Can I assign a callable to a std::function with a different return type?

Question

I want to store a function inside a std::function. I don't care about the return value when calling this stored function, so the std::function just returns void.

Is there any undefined behavior when the stored function gets called?

Take the following example as a reference, where the function is a lambda returning an int (Link to run):

#include <iostream>
#include <functional>
std::function<void(void)> f;
int main()
{
    f = []() -> int { std::cout << "Returning int\n";  return 0; };
    f(); // Is this UB in any way?
    return 0;
}

The question applies not only to lambdas, but to any callable, such as member functions, free functions, etc.

Answer 1

Ignoring the return result is explicitly allowed.

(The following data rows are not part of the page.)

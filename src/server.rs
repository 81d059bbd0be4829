use std::net::SocketAddr;
use std::sync::Arc;
use tokio::net::{TcpListener, TcpStream};
use tokio::sync::mpsc;
use tracing::{debug, error, info, instrument};

use crate::backend::{Backend, MemoryBackend};
use crate::config::Config;
use crate::connection::Connection;
use crate::dispatcher::Dispatcher;
use crate::frame::{self, Frame};
use crate::session::Session;
use crate::Error;

/// Installs logging, binds the configured address and serves over an in-memory backend.
pub async fn run(config: Config) -> Result<(), Error> {
    let _ = tracing_subscriber::fmt()
        .with_max_level(config.log_level)
        .try_init()
        .map_err(|e| debug!("Failed to initialize global tracing: {}", e));

    let listener = TcpListener::bind((config.bind.as_str(), config.port)).await?;
    let backend: Arc<dyn Backend> = Arc::new(MemoryBackend::new());

    serve(listener, config, backend).await
}

/// Accepts connections until the listener fails, one task per connection.
pub async fn serve(
    listener: TcpListener,
    mut config: Config,
    backend: Arc<dyn Backend>,
) -> Result<(), Error> {
    let local_addr = listener.local_addr()?;
    // Reported by INFO, the configured one may be 0.
    config.port = local_addr.port();

    let dispatcher = Arc::new(Dispatcher::new(&config, backend));
    info!(databases = config.databases, "modis listening on {}", local_addr);

    loop {
        let (socket, client_address) = listener.accept().await?;
        let dispatcher = dispatcher.clone();
        let max_frame_size = config.max_frame_size;
        info!("Accepted connection from {:?}", client_address);

        tokio::spawn(async move {
            if let Err(e) =
                handle_connection(socket, client_address, dispatcher, max_frame_size).await
            {
                error!(error = %e, "connection failed");
            }
        });
    }
}

#[instrument(
    name = "connection",
    skip_all,
    fields(connection_id, client_address = %client_address)
)]
async fn handle_connection(
    stream: TcpStream,
    client_address: SocketAddr,
    dispatcher: Arc<Dispatcher>,
    max_frame_size: usize,
) -> Result<(), Error> {
    let mut conn = Connection::with_max_frame_size(stream, max_frame_size);
    let mut session = dispatcher.open_session(client_address);

    tracing::Span::current().record("connection_id", session.client_id);

    let res = serve_session(&mut conn, &mut session, &dispatcher).await;
    dispatcher.close_session(&session);

    info!(
        commands = session.commands_processed,
        bytes_read = session.bytes_read,
        bytes_written = session.bytes_written,
        "Connection closed"
    );
    res
}

/// Request/reply loop. Commands of one connection run strictly one after the other.
async fn serve_session(
    conn: &mut Connection,
    session: &mut Session,
    dispatcher: &Dispatcher,
) -> Result<(), Error> {
    loop {
        let frame = match conn.read_frame().await {
            Ok(Some(frame)) => frame,
            Ok(None) => return Ok(()),
            Err(err) => return reply_protocol_error(conn, err).await,
        };

        // `*0\r\n` is a no-op.
        if matches!(&frame, Frame::Array(args) if args.is_empty()) {
            continue;
        }

        debug!("Received request");
        let reply = dispatcher.dispatch(frame, session).await;

        // Registered before the reply goes out, so the client sees every command after `+OK`.
        let monitor_rx = session.monitor.then(|| {
            let (tx, rx) = mpsc::unbounded_channel();
            dispatcher.monitors().register(session.id, tx);
            rx
        });

        conn.write_frame(reply).await?;
        record_traffic(conn, session);

        if session.quit {
            return Ok(());
        }
        if let Some(rx) = monitor_rx {
            return monitor(conn, session, dispatcher, rx).await;
        }
    }
}

/// Monitor mode: executed commands are streamed to the client, which may still send requests
/// (usually QUIT).
async fn monitor(
    conn: &mut Connection,
    session: &mut Session,
    dispatcher: &Dispatcher,
    mut rx: mpsc::UnboundedReceiver<Frame>,
) -> Result<(), Error> {
    info!("Entered monitor mode");

    loop {
        tokio::select! {
            line = rx.recv() => match line {
                Some(line) => conn.write_frame(line).await?,
                None => return Ok(()),
            },
            frame = conn.read_frame() => match frame {
                Ok(Some(frame)) => {
                    let reply = dispatcher.dispatch(frame, session).await;
                    conn.write_frame(reply).await?;
                    if session.quit {
                        return Ok(());
                    }
                }
                Ok(None) => return Ok(()),
                Err(err) => return reply_protocol_error(conn, err).await,
            },
        }

        record_traffic(conn, session);
    }
}

/// Answers a malformed request and ends the connection. Any other read failure is returned.
async fn reply_protocol_error(conn: &mut Connection, err: Error) -> Result<(), Error> {
    if err.downcast_ref::<frame::Error>().is_none() {
        return Err(err);
    }

    debug!(error = %err, "Protocol error");
    conn.write_frame(Frame::Error(format!("ERR {}", err))).await
}

fn record_traffic(conn: &Connection, session: &mut Session) {
    session.bytes_read = conn.bytes_read();
    session.bytes_written = conn.bytes_written();
}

You are using the template< class F > function& operator=( F&& f ); overload of operator=, which has the requirement:

This operator does not participate in overload resolution unless f is Callable for argument types Args... and return type R.

Which is

INVOKE<R>(f, std::declval<ArgTypes>()...) is well-formed in unevaluated context.

And std::function<R(Args...>::operator()(Args... args) is similarly defined as doing INVOKE<R>(f, std::forward<Args>(args)...), returning nothing in the case R is void.

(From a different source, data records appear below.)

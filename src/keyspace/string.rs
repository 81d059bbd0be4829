use async_trait::async_trait;
use bytes::Bytes;
use std::sync::Arc;

use crate::backend::{Backend, BackendError, Delta, Mutation, Row, RowKey, Table};
use crate::keyspace::{Family, KeyTtl, KeyType, StoreError, StoreResult};
use crate::utils::time::now_millis;
use crate::utils::{bits, number, range};

/// When a `SET` applies.
#[derive(Clone, Copy, Debug, PartialEq)]
pub enum SetCondition {
    Always,
    /// `NX`
    IfAbsent,
    /// `XX`
    IfPresent,
}

/// What a `SET` does with the key's expiration.
#[derive(Clone, Copy, Debug, PartialEq)]
pub enum SetTtl {
    Clear,
    /// Unix time in milliseconds.
    At(i64),
    /// `KEEPTTL`
    Keep,
}

/// String values, one row per key in `modis_string_table`.
#[derive(Clone)]
pub struct StringStore {
    backend: Arc<dyn Backend>,
    db: u32,
}

impl StringStore {
    pub fn new(backend: Arc<dyn Backend>, db: u32) -> Self {
        Self { backend, db }
    }

    fn row_key(&self, key: &Bytes) -> RowKey {
        RowKey::new(self.db, key.clone())
    }

    async fn row(&self, key: &Bytes) -> StoreResult<Option<Row>> {
        Ok(self.backend.get(Table::String, &self.row_key(key)).await?)
    }

    pub async fn get(&self, key: &Bytes) -> StoreResult<Option<Bytes>> {
        Ok(self.row(key).await?.map(|row| row.value))
    }

    /// Creates or replaces the value, replacing its expiration as well.
    pub async fn set(&self, key: &Bytes, value: Bytes, expire_at: Option<i64>) -> StoreResult<()> {
        let row = Row::new(self.row_key(key), value, expire_at);
        Ok(self.backend.put(Table::String, row).await?)
    }

    /// Conditional `SET`. Returns whether the value was written.
    pub async fn set_with(
        &self,
        key: &Bytes,
        value: Bytes,
        condition: SetCondition,
        ttl: SetTtl,
    ) -> StoreResult<bool> {
        if condition == SetCondition::IfAbsent {
            // Nothing to keep on a key that does not exist.
            let expire_at = match ttl {
                SetTtl::At(at) => Some(at),
                SetTtl::Clear | SetTtl::Keep => None,
            };
            return self.set_if_absent(key, value, expire_at).await;
        }

        let current = match (condition, ttl) {
            (SetCondition::IfPresent, _) | (_, SetTtl::Keep) => self.row(key).await?,
            _ => None,
        };

        if condition == SetCondition::IfPresent && current.is_none() {
            return Ok(false);
        }

        let expire_at = match ttl {
            SetTtl::Clear => None,
            SetTtl::At(at) => Some(at),
            SetTtl::Keep => current.and_then(|row| row.expire_at),
        };

        self.set(key, value, expire_at).await?;
        Ok(true)
    }

    /// Inserts the value only if the key has no live row. A conflict from the backend means the
    /// key already exists.
    pub async fn set_if_absent(
        &self,
        key: &Bytes,
        value: Bytes,
        expire_at: Option<i64>,
    ) -> StoreResult<bool> {
        let row = Row::new(self.row_key(key), value, expire_at);

        match self.backend.insert(Table::String, row).await {
            Ok(()) => Ok(true),
            Err(BackendError::Conflict) => Ok(false),
            Err(err) => Err(err.into()),
        }
    }

    /// Replaces the value and returns the previous one. Not atomic, a concurrent writer may
    /// slip in between the read and the write.
    pub async fn get_set(&self, key: &Bytes, value: Bytes) -> StoreResult<Option<Bytes>> {
        let previous = self.get(key).await?;
        self.set(key, value, None).await?;
        Ok(previous)
    }

    pub async fn mget(&self, keys: &[Bytes]) -> StoreResult<Vec<Option<Bytes>>> {
        let row_keys: Vec<RowKey> = keys.iter().map(|key| self.row_key(key)).collect();
        let rows = self.backend.get_many(Table::String, &row_keys).await?;

        Ok(rows.into_iter().map(|row| row.map(|row| row.value)).collect())
    }

    pub async fn mset(&self, pairs: Vec<(Bytes, Bytes)>) -> StoreResult<()> {
        let mutations = pairs
            .into_iter()
            .map(|(key, value)| Mutation::Put(Row::new(self.row_key(&key), value, None)))
            .collect();

        self.backend.batch(Table::String, mutations).await?;
        Ok(())
    }

    pub async fn strlen(&self, key: &Bytes) -> StoreResult<usize> {
        Ok(self.get(key).await?.map_or(0, |value| value.len()))
    }

    /// Returns the length of the value after appending.
    pub async fn append(&self, key: &Bytes, suffix: Bytes) -> StoreResult<usize> {
        let len = self.strlen(key).await?;
        if len + suffix.len() > range::MAX_STRING_LEN {
            return Err(StoreError::StringTooLong);
        }

        Ok(self
            .backend
            .append(Table::String, &self.row_key(key), suffix)
            .await?)
    }

    pub async fn incr_by(&self, key: &Bytes, delta: i64) -> StoreResult<i64> {
        let text = self
            .backend
            .increment(Table::String, &self.row_key(key), Delta::Integer(delta))
            .await
            .map_err(|err| match err {
                BackendError::NotANumber => StoreError::NotAnInteger,
                BackendError::Overflow => StoreError::Overflow,
                err => err.into(),
            })?;

        number::normalize_decimal(&text)
            .parse::<i64>()
            .map_err(|_| StoreError::NotAnInteger)
    }

    /// Returns the new value as decimal text.
    pub async fn incr_by_float(&self, key: &Bytes, delta: f64) -> StoreResult<String> {
        let text = self
            .backend
            .increment(Table::String, &self.row_key(key), Delta::Float(delta))
            .await
            .map_err(|err| match err {
                BackendError::NotANumber => StoreError::NotAFloat,
                BackendError::Overflow => StoreError::NanOrInfinity,
                err => err.into(),
            })?;

        Ok(number::normalize_decimal(&text))
    }

    pub async fn get_range(&self, key: &Bytes, start: i64, end: i64) -> StoreResult<Bytes> {
        Ok(self
            .get(key)
            .await?
            .map(|value| range::get(&value, start, end))
            .unwrap_or_default())
    }

    /// Overwrites part of the value starting at `offset`, keeping the key's expiration. Returns
    /// the new length. A negative `offset` counts from the end of the current value.
    pub async fn set_range(&self, key: &Bytes, offset: i64, value: Bytes) -> StoreResult<usize> {
        let current = self.row(key).await?;
        let current_len = current.as_ref().map_or(0, |row| row.value.len());
        let offset =
            range::resolve_offset(current_len, offset).ok_or(StoreError::OffsetOutOfRange)?;

        // An empty write never creates the key.
        if value.is_empty() {
            return Ok(current_len);
        }
        if offset.saturating_add(value.len()) > range::MAX_STRING_LEN {
            return Err(StoreError::StringTooLong);
        }

        let (current, expire_at) = match current {
            Some(row) => (row.value, row.expire_at),
            None => (Bytes::new(), None),
        };

        let new_value = range::set(&current, offset, &value);
        let len = new_value.len();
        self.set(key, Bytes::from(new_value), expire_at).await?;

        Ok(len)
    }

    /// Returns the previous bit.
    pub async fn set_bit(&self, key: &Bytes, offset: u64, bit: bool) -> StoreResult<u8> {
        let (mut value, expire_at) = match self.row(key).await? {
            Some(row) => (row.value.to_vec(), row.expire_at),
            None => (Vec::new(), None),
        };

        let previous = bits::set_bit(&mut value, offset, bit);
        self.set(key, Bytes::from(value), expire_at).await?;

        Ok(previous)
    }

    pub async fn get_bit(&self, key: &Bytes, offset: u64) -> StoreResult<u8> {
        Ok(self
            .get(key)
            .await?
            .map_or(0, |value| bits::get_bit(&value, offset)))
    }

    pub async fn bit_count(&self, key: &Bytes, bytes: Option<(i64, i64)>) -> StoreResult<u64> {
        Ok(self
            .get(key)
            .await?
            .map_or(0, |value| bits::count(&value, bytes)))
    }

    pub async fn key_count(&self) -> StoreResult<u64> {
        Ok(self.backend.count_keys(Table::String, self.db).await?)
    }
}

#[async_trait]
impl Family for StringStore {
    fn key_type(&self) -> KeyType {
        KeyType::String
    }

    async fn exists(&self, key: &Bytes) -> StoreResult<u64> {
        Ok(self.row(key).await?.is_some() as u64)
    }

    async fn delete(&self, key: &Bytes) -> StoreResult<u64> {
        Ok(self.backend.delete(Table::String, &self.row_key(key)).await? as u64)
    }

    async fn expire_at(&self, key: &Bytes, at: i64) -> StoreResult<u64> {
        Ok(self
            .backend
            .set_expire(Table::String, &self.row_key(key), Some(at))
            .await? as u64)
    }

    async fn persist(&self, key: &Bytes) -> StoreResult<u64> {
        match self.row(key).await? {
            Some(row) if row.expire_at.is_some() => Ok(self
                .backend
                .set_expire(Table::String, &row.key, None)
                .await? as u64),
            _ => Ok(0),
        }
    }

    async fn ttl(&self, key: &Bytes) -> StoreResult<KeyTtl> {
        Ok(match self.row(key).await? {
            None => KeyTtl::Missing,
            Some(Row {
                expire_at: None, ..
            }) => KeyTtl::Persistent,
            Some(Row {
                expire_at: Some(at),
                ..
            }) => KeyTtl::ExpiresIn((at - now_millis()).max(0)),
        })
    }
}

#[cfg(test)]
mod tests {
    use super::*;
    use crate::backend::MemoryBackend;

    fn store() -> StringStore {
        StringStore::new(Arc::new(MemoryBackend::new()), 0)
    }

    #[tokio::test]
    async fn set_if_absent_reports_existing_keys() {
        let store = store();
        let key = Bytes::from("key1");

        assert!(store
            .set_if_absent(&key, Bytes::from("1"), None)
            .await
            .unwrap());
        assert!(!store
            .set_if_absent(&key, Bytes::from("2"), None)
            .await
            .unwrap());
        assert_eq!(store.get(&key).await.unwrap(), Some(Bytes::from("1")));
    }

    #[tokio::test]
    async fn set_with_conditions_and_ttl() {
        let store = store();
        let key = Bytes::from("key1");
        let later = now_millis() + 60_000;

        assert!(!store
            .set_with(&key, Bytes::from("1"), SetCondition::IfPresent, SetTtl::Clear)
            .await
            .unwrap());
        assert!(store
            .set_with(&key, Bytes::from("1"), SetCondition::Always, SetTtl::At(later))
            .await
            .unwrap());
        assert!(store
            .set_with(&key, Bytes::from("2"), SetCondition::IfPresent, SetTtl::Keep)
            .await
            .unwrap());

        assert!(matches!(store.ttl(&key).await.unwrap(), KeyTtl::ExpiresIn(_)));
        assert_eq!(store.get(&key).await.unwrap(), Some(Bytes::from("2")));

        store
            .set_with(&key, Bytes::from("3"), SetCondition::Always, SetTtl::Clear)
            .await
            .unwrap();
        assert_eq!(store.ttl(&key).await.unwrap(), KeyTtl::Persistent);
    }

    #[tokio::test]
    async fn increments() {
        let store = store();
        let key = Bytes::from("counter");

        assert_eq!(store.incr_by(&key, 10).await.unwrap(), 10);
        assert_eq!(store.incr_by(&key, -15).await.unwrap(), -5);
        assert_eq!(store.incr_by_float(&key, 5.5).await.unwrap(), "0.5");

        assert_eq!(
            store.incr_by(&key, 1).await.unwrap_err(),
            StoreError::NotAnInteger
        );

        store.set(&key, Bytes::from(i64::MAX.to_string()), None).await.unwrap();
        assert_eq!(store.incr_by(&key, 1).await.unwrap_err(), StoreError::Overflow);

        store.set(&key, Bytes::from("abc"), None).await.unwrap();
        assert_eq!(
            store.incr_by_float(&key, 1.0).await.unwrap_err(),
            StoreError::NotAFloat
        );
    }

    #[tokio::test]
    async fn set_range_pads_and_keeps_ttl() {
        let store = store();
        let key = Bytes::from("key1");
        let later = now_millis() + 60_000;

        store.set(&key, Bytes::from("Hello"), Some(later)).await.unwrap();

        assert_eq!(
            store.set_range(&key, 7, Bytes::from("World")).await.unwrap(),
            12
        );
        assert_eq!(
            store.get(&key).await.unwrap(),
            Some(Bytes::from_static(b"Hello\0\0World"))
        );
        assert!(matches!(store.ttl(&key).await.unwrap(), KeyTtl::ExpiresIn(_)));

        // Empty writes leave missing keys missing.
        let missing = Bytes::from("missing");
        assert_eq!(store.set_range(&missing, 3, Bytes::new()).await.unwrap(), 0);
        assert_eq!(store.exists(&missing).await.unwrap(), 0);
    }

    #[tokio::test]
    async fn set_range_negative_offsets() {
        let store = store();
        let key = Bytes::from("key1");

        store.set(&key, Bytes::from("Hello World"), None).await.unwrap();

        assert_eq!(
            store.set_range(&key, -5, Bytes::from("Redis")).await.unwrap(),
            11
        );
        assert_eq!(store.get(&key).await.unwrap(), Some(Bytes::from("Hello Redis")));
        assert!(matches!(
            store.set_range(&key, -12, Bytes::from("x")).await,
            Err(StoreError::OffsetOutOfRange)
        ));
        assert!(matches!(
            store.set_range(&Bytes::from("missing"), -1, Bytes::from("x")).await,
            Err(StoreError::OffsetOutOfRange)
        ));
    }

    #[tokio::test]
    async fn bits() {
        let store = store();
        let key = Bytes::from("bits");

        assert_eq!(store.set_bit(&key, 7, true).await.unwrap(), 0);
        assert_eq!(store.set_bit(&key, 7, true).await.unwrap(), 1);
        assert_eq!(store.get_bit(&key, 7).await.unwrap(), 1);
        assert_eq!(store.get_bit(&key, 100).await.unwrap(), 0);
        assert_eq!(store.bit_count(&key, None).await.unwrap(), 1);
        assert_eq!(store.get(&key).await.unwrap(), Some(Bytes::from_static(&[1])));
    }

    #[tokio::test]
    async fn persist_only_counts_cleared_timestamps() {
        let store = store();
        let key = Bytes::from("key1");

        store.set(&key, Bytes::from("v"), None).await.unwrap();
        assert_eq!(store.persist(&key).await.unwrap(), 0);

        store.expire_at(&key, now_millis() + 10_000).await.unwrap();
        assert_eq!(store.persist(&key).await.unwrap(), 1);
        assert_eq!(store.ttl(&key).await.unwrap(), KeyTtl::Persistent);
    }
}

The exposition-only operation INVOKE<R>(f, arg_0, arg_1, arg_2, ..., arg_N) is defined as follows:

• If R is (possibly cv-qualified) void

  • static_cast<void>(INVOKE(f, arg_0, arg_1, arg_2, ..., arg_N)).

I.e. it explicitly discards the result by casting to void

Answer 2

This is valid code, the return will simply be discarded.

However, it is difficult to tell on a swift inspection if this was intentional or an oversight.

Clarifying that this was your intention with tools such as std::ignore will help the readability of your code

auto g =  []() -> int { std::cout << "Returning int\n";  return 0; };

f = [&g]() -> void{ std::ignore = g(); };

//use g somewhere else or refactor to eliminate g